“Mudam-se os tempos, mudam-se os mercados”

“Ó freguesa, venha cá ver o peixinho fresquinho”, apregoavam vezes sem conta as vendedoras das praças de outros tempos. Nos dias de hoje, mais comumente ouvimos a expressão “mercado”, da mesma forma que continuamos a ouvir esta e outras frases, mas na maioria das vezes não com o mesmo vigor e energia de há umas décadas atrás. Mudam-se os tempos e decididamente mudam-se os mercados.

As praças que em muitos casos eram estruturas quase a céu aberto, algumas com clarabóias de segurança duvidosa, rodeadas por expositores de rua e muitas das vezes por vendedores ilegais com mantas ou alguidares espalhados pelo chão, tiveram uma enorme evolução ao longo dos anos, não só pelo policiamento e vigilância, mas principalmente pela reabilitação e requalificação destes espaços.

Um pouco por todo o país temos assistido a esta evolução no segmento comercial, que tem contribuído para uma revitalização e valorização do património, assumindo-se como um testemunho vivo da nossa identidade que tem também passado por sucessivas transformações. Da mesma forma que vimos muitos edifícios de escritórios a serem convertidos e adaptados em edifícios habitacionais, assim como o inverso também tem acontecido, assistimos agora a enormes mudanças neste tipo de mercados. Mesmo que a finalidade do segmento de retalho se mantenha, deparamo-nos com elevadas alterações consideradas como opções gourmet e até mesmo designadas por cosmopolitas, estando grande parte também fora das metrópoles.

Os antigos mercados tradicionais são hoje um espelho de uma nova era, onde o apregoar das vendedoras, os cheiros das frutas, dos legumes e do peixe, se misturam com a modernidade do interior, com novos espaços de restauração e em muitos casos com um apelo à cultura, numa tentativa de levar também novos fregueses e visitantes, numa busca incessante de novos estímulos. Muitos municípios incentivaram proprietários privados para a para a conservação e recuperação destes singulares edifícios, parte deles nos centros históricos das cidades e freguesias. Um pouco por todo o país existem vários exemplos desta transformação.

Há muitas décadas atrás com a ascensão das grandes superfícies, em particular dos supermercados, mutos comerciantes queixavam-se da falta de clientes que anteriormente quase faziam fila nas suas bancas. Embora se pense que este tipo de reabilitação afundou a venda tradicional, hoje em dia parece que essa realidade se foi alterando com o tempo. A reabilitação de antigos mercados que apostaram em criar espaços de restauração já fizeram aumentar numa larga percentagem o número de visitantes, que opta por aqueles espaços e tendencialmente acaba por adquirir produtos frescos. As bancas de vendedores com o antigo avental misturam-se agora com a sofisticação dos novos espaços de restauração gourmet.
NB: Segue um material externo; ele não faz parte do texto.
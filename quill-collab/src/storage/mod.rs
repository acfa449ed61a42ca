//! Durable document storage.
//!
//! ```text
//! ┌─────────────────────┐ save(text, state)  ┌────────────────────────────┐
//! │ SnapshotCoordinator │ ─────────────────► │ DocumentStore              │
//! └─────────────────────┘                    │  head     — text + replica │
//! ┌─────────────────────┐   get_or_create    │             state          │
//! │ DocumentRegistry    │ ◄───────────────── │  versions — append-only    │
//! └─────────────────────┘                    │  history 1, 2, 3, …        │
//!                                            └────────────────────────────┘
//! ```
//!
//! Every save appends version `latest + 1`; rollback moves the head back to
//! an older version's content without appending. The head also keeps the
//! replica state, so every instance hydrating a document mints the same
//! element ids. A save never replaces state of a newer lineage.

pub mod memory;
pub mod rocks;

use std::fmt;
use std::time::SystemTime;

use async_trait::async_trait;
use serde::{Deserialize, Serialize};

use crate::protocol::DocumentId;
use crate::replica::{Lineage, ReplicaId, ReplicaState};

pub use memory::MemoryStore;
pub use rocks::{RocksStore, StoreConfig};

/// Current head of a document.
#[derive(Debug, Clone, PartialEq, Eq, Default, Serialize, Deserialize)]
pub struct StoredDocument {
    pub content: String,
    /// Latest saved version, 0 when never saved
    pub version: u64,
    pub state: ReplicaState,
}

/// One entry of a document's append-only history.
#[derive(Debug, Clone, PartialEq, Eq, Serialize, Deserialize)]
pub struct VersionRecord {
    pub document_id: DocumentId,
    pub version: u64,
    pub content: String,
    /// Seconds since epoch
    pub created_at: u64,
}

/// Persistence contract used by the registry, the snapshot coordinator and
/// rollback.
#[async_trait]
pub trait DocumentStore: Send + Sync {
    /// Current head, creating an empty document on first access.
    async fn get_or_create(&self, document_id: &DocumentId) -> Result<StoredDocument, StoreError>;

    /// Set the current content and state and append a new version.
    /// Returns the version number.
    ///
    /// Fails with [`StoreError::Superseded`] when the head already belongs
    /// to a newer lineage.
    async fn save(
        &self,
        document_id: &DocumentId,
        content: &str,
        state: &ReplicaState,
    ) -> Result<u64, StoreError>;

    /// Make `version`'s content current again under the lineage following
    /// the head's, minted from `seed`. Returns the new head.
    async fn rollback(
        &self,
        document_id: &DocumentId,
        version: u64,
        seed: ReplicaId,
    ) -> Result<StoredDocument, StoreError>;

    /// History in ascending version order.
    async fn versions(&self, document_id: &DocumentId) -> Result<Vec<VersionRecord>, StoreError>;
}

/// Storage errors.
#[derive(Debug, Clone, PartialEq, Eq)]
pub enum StoreError {
    /// RocksDB internal error
    DatabaseError(String),
    VersionNotFound { document_id: DocumentId, version: u64 },
    /// A rollback moved the head to a newer lineage than the saved state's
    Superseded { document_id: DocumentId, head: Lineage },
    SerializationError(String),
    DeserializationError(String),
    CompressionError(String),
    /// Store refused or could not serve the request
    Unavailable(String),
    /// Stored key did not decode
    InvalidKey(String),
}

impl fmt::Display for StoreError {
    fn fmt(&self, f: &mut fmt::Formatter<'_>) -> fmt::Result {
        match self {
            StoreError::DatabaseError(e) => write!(f, "Database error: {e}"),
            StoreError::VersionNotFound { document_id, version } => {
                write!(f, "Version {version} not found for document {document_id}")
            }
            StoreError::Superseded { document_id, head } => {
                write!(f, "Document {document_id} was rolled back (lineage {head})")
            }
            StoreError::SerializationError(e) => write!(f, "Serialization error: {e}"),
            StoreError::DeserializationError(e) => write!(f, "Deserialization error: {e}"),
            StoreError::CompressionError(e) => write!(f, "Compression error: {e}"),
            StoreError::Unavailable(e) => write!(f, "Store unavailable: {e}"),
            StoreError::InvalidKey(e) => write!(f, "Invalid key: {e}"),
        }
    }
}

impl std::error::Error for StoreError {}

impl From<rocksdb::Error> for StoreError {
    fn from(e: rocksdb::Error) -> Self {
        StoreError::DatabaseError(e.to_string())
    }
}

/// Whether a save of `incoming` may replace the head `stored`.
pub(crate) fn check_lineage(
    document_id: &DocumentId,
    stored: &ReplicaState,
    incoming: &ReplicaState,
) -> Result<(), StoreError> {
    if incoming.lineage < stored.lineage {
        return Err(StoreError::Superseded {
            document_id: document_id.clone(),
            head: stored.lineage,
        });
    }
    Ok(())
}

/// Seconds since the Unix epoch.
pub(crate) fn now_secs() -> u64 {
    SystemTime::now()
        .duration_since(SystemTime::UNIX_EPOCH)
        .unwrap_or_default()
        .as_secs()
}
A degradação de muitas destas estruturas como é o caso do Mercado de Campo de Ourique foi a principal motivação do município de Lisboa e de outras autarquias para concessionar alguns locais e torná-los mais atrativos. Outro dos exemplos, também na capital do país, é o Mercado da Ribeira, agora explorado pela revista Time Out, que reúne o mercado tradicional e uma praça de restauração e esplanada. Mais a norte, na invicta, encontramos o Mercado do Bolhão que tem a reabertura agendada ainda para este mês de setembro e que a par com muitos dos que foram reabilitados, sofreu também variadíssimas alterações.

Todas estas requalificações são de extrema importância para a evolução da própria sociedade, das suas infraestruturas e necessidades, destacando ainda algumas intervenções que foram merecedoras de galardões, como é o caso do – A ´Praça – Mercado Municipal de Braga´, distinguida com duas menções honrosas, nas categorias impacto social e melhor reabilitação estrutural, no Prémio Nacional de Reabilitação Urbana. Também o projeto da Praça – Mercado de Famalicão, venceu o Prémio Nacional de Imobiliário 2022 na categoria de Equipamentos Coletivos. Os tempos mudam, os mercados também e até essas mudanças são motivo para condecorações.